The “meat grinder,” according to Wells, was the White House’s fierce effort to rebut criticisms from Joe Wilson. Libby, he claimed, had indeed talked to reporters about Joe Wilson, but only to challenge Wilson’s charges on the merits, not to discuss Wilson’s wife. And this had taken place during the intense firestorm that Wilson had set off with his op-ed article. Because the CIA had screwed up the prewar intelligence, Wells suggested, Libby, acting on orders from Cheney and Bush, was trying to combat the popular perception–fueled by Wilson–that the White House had cooked the books on the way to war. After the criminal investigation began, Wells continued, the White House was willing to toss Libby to the wolves because Rove, the mastermind of the GOP, was too valuable to lose.
It was a bit fuzzy. How did Rove set up Libby to make false statements–honestly or not–to the FBI and the grand jury? Wells did not explain that. But his defense had much more to it. While trying to depict Libby as a pawn in a big-picture nightmare, he also characterized the case as even more narrow than did Fitzgerald. He argued that Fitzgerald’s prosecution rested on “snippets”of three conversations Libby had with reporters that lasted no longer than 20 or 30 seconds. (Those reporters would be Russert, Cooper and Miller.) These journalists, he said, each did not have the clearest recollections of the calls, and none had good notes of the exchanges. He even noted that Russert–who has testified he did not know anything about Wilson’s wife when he spoke with Libby–might be wrong and that it is possible that Russert had heard about Wilson’s wife from David Gregory, his colleague at NBC News. But, Wells added, Russert was never asked about this possibility because he cut a deal with Fitzgerald to talk only about his phone call with Libby. What was going on here? Wells wondered, hinting at improper government-media collusion.
Wells also had another explanation of the Russert-Libby meeting. Maybe Libby, when he testified about it, confused Russert with Novak. Wells said that Novak will testify that he did speak to Libby at the time of the Russert conversation and might have told Libby that he was about to publish a column about Wilson’s wife. So perhaps Libby had indeed learned about Wilson’s wife from a reporter (Novak) and simply had a good-faith memory slip, mistakenly attributing that call to Russert. After all, Wells asked the jurors, who can recall what phone conversations he or she had three months earlier? Libby, he added, “was known in the office for having a bad memory,” and Libby was quite busy with national security issues “trying to connect the dots so we don’t have another 9/11.” (Wells introduced a schedule of the week of July 7, 2003, showing that Libby received briefings every morning that included information about possible terrorism attacks on the United States.)
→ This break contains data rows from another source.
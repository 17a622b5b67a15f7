mod hook;
mod serve;

use clap::{Args, Parser, Subcommand};
use tracing::info;

use crate::errors::Result;

#[derive(Debug, Parser)]
#[command(
    name = "hookgate",
    version,
    about = "Hook notification channel for a VCS hosting server"
)]
pub struct Cli {
    #[command(subcommand)]
    command: Command,
}

#[derive(Debug, Subcommand)]
pub enum Command {
    /// Run the hook server and print the invocation environment for
    /// each configured repository.
    Serve(ServeArgs),
    /// Report a hook event back to the server (run from a VCS hook).
    Hook(HookArgs),
}

#[derive(Debug, Args, Clone, Default)]
pub struct ServeArgs {
    #[arg(long)]
    pub bind: Option<String>,
    #[arg(long)]
    pub port: Option<u16>,
}

#[derive(Debug, Args, Clone)]
pub struct HookArgs {
    /// pre-receive or post-receive
    pub hook_type: String,
}

pub async fn dispatch() -> Result<()> {
    let cli = Cli::parse();
    match cli.command {
        Command::Serve(args) => serve::execute(args).await?,
        Command::Hook(args) => hook::execute(args).await?,
    }
    info!("command completed");
    Ok(())
}
use std::{fs, sync::Arc};

use tracing::info;
use ulid::Ulid;

use super::ServeArgs;
use crate::{
    auth::HookAuthenticator,
    config,
    dispatch::{
        HookDispatcher, HookListener, HookRegistry, LogListener, RepositoryRegistry,
        RepositoryScope,
    },
    environment::InvocationEnv,
    errors::Result,
    protocol::HookType,
    server::HookServer,
};

pub async fn execute(args: ServeArgs) -> Result<()> {
    let mut config = config::load()?;
    if let Some(host) = args.bind {
        config.bind_host = host;
    }
    if let Some(port) = args.port {
        config.bind_port = port;
    }

    let authenticator = Arc::new(HookAuthenticator::new());
    let mut registry = HookRegistry::new();
    let log_listener: Arc<dyn HookListener> = Arc::new(LogListener);
    registry.register(
        HookType::PreReceive,
        RepositoryScope::All,
        Arc::clone(&log_listener),
    );
    registry.register(HookType::PostReceive, RepositoryScope::All, log_listener);

    let dispatcher = Arc::new(HookDispatcher::new(
        Arc::new(RepositoryRegistry::new(config.repositories.clone())),
        Arc::new(registry),
    ));

    let server = HookServer::bind(
        (config.bind_host.as_str(), config.bind_port),
        Arc::clone(&authenticator),
        dispatcher,
        config.server_options(),
    )
    .await?;
    let addr = server.local_addr()?;

    let pid_path = config::pid_path()?;
    if let Some(parent) = pid_path.parent() {
        fs::create_dir_all(parent)?;
    }
    fs::write(&pid_path, std::process::id().to_string())?;

    // One invocation per repository; paste these into the hook script's
    // environment. A consumed challenge needs a restart to re-arm.
    let mut invocations = Vec::new();
    for repository in &config.repositories {
        let environment = authenticator.prepare();
        let invocation = InvocationEnv::new(
            addr.ip().to_string(),
            addr.port(),
            &environment,
            Ulid::new().to_string(),
            repository.id.clone(),
        );
        println!("# {} ({})", repository.name, repository.id);
        for (name, value) in invocation.vars() {
            println!("export {name}={value}");
        }
        invocations.push(environment);
    }
    if config.repositories.is_empty() {
        info!("no repositories configured; every hook event will be rejected as not found");
    }

    tokio::select! {
        _ = tokio::signal::ctrl_c() => {
            info!("hook server received shutdown signal");
        }
        result = server.run() => {
            result?;
        }
    }

    for environment in &invocations {
        authenticator.discard(environment);
    }
    let _ = fs::remove_file(&pid_path);
    Ok(())
}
“The case is far more complex than what you heard,” Wells told the jurors, referring to Fitzgerald’s opening presentation. He certainly made it seem more complex. He promised to raise critical questions about the credibility of key witnesses. He said he would show Libby had no motive to lie. His strategy is to litigate the controversy, create multiple and intricate narratives, cast doubt on the testimony of reporters and government officials. He’s being a good defense attorney. He does not have to prove anything; he only has to sow confusion–so that at least one juror says, I can’t sort all this out. Fitzgerald has some strong facts on his side. (How could Libby have testified he was “taken aback” when Russert supposedly told him about Valerie Wilson’s CIA connection, if Cheney had already informed him about her CIA position?) But Libby’s legal team has a lot of spaghetti to throw at the jury. This will not be an easy trial for either side.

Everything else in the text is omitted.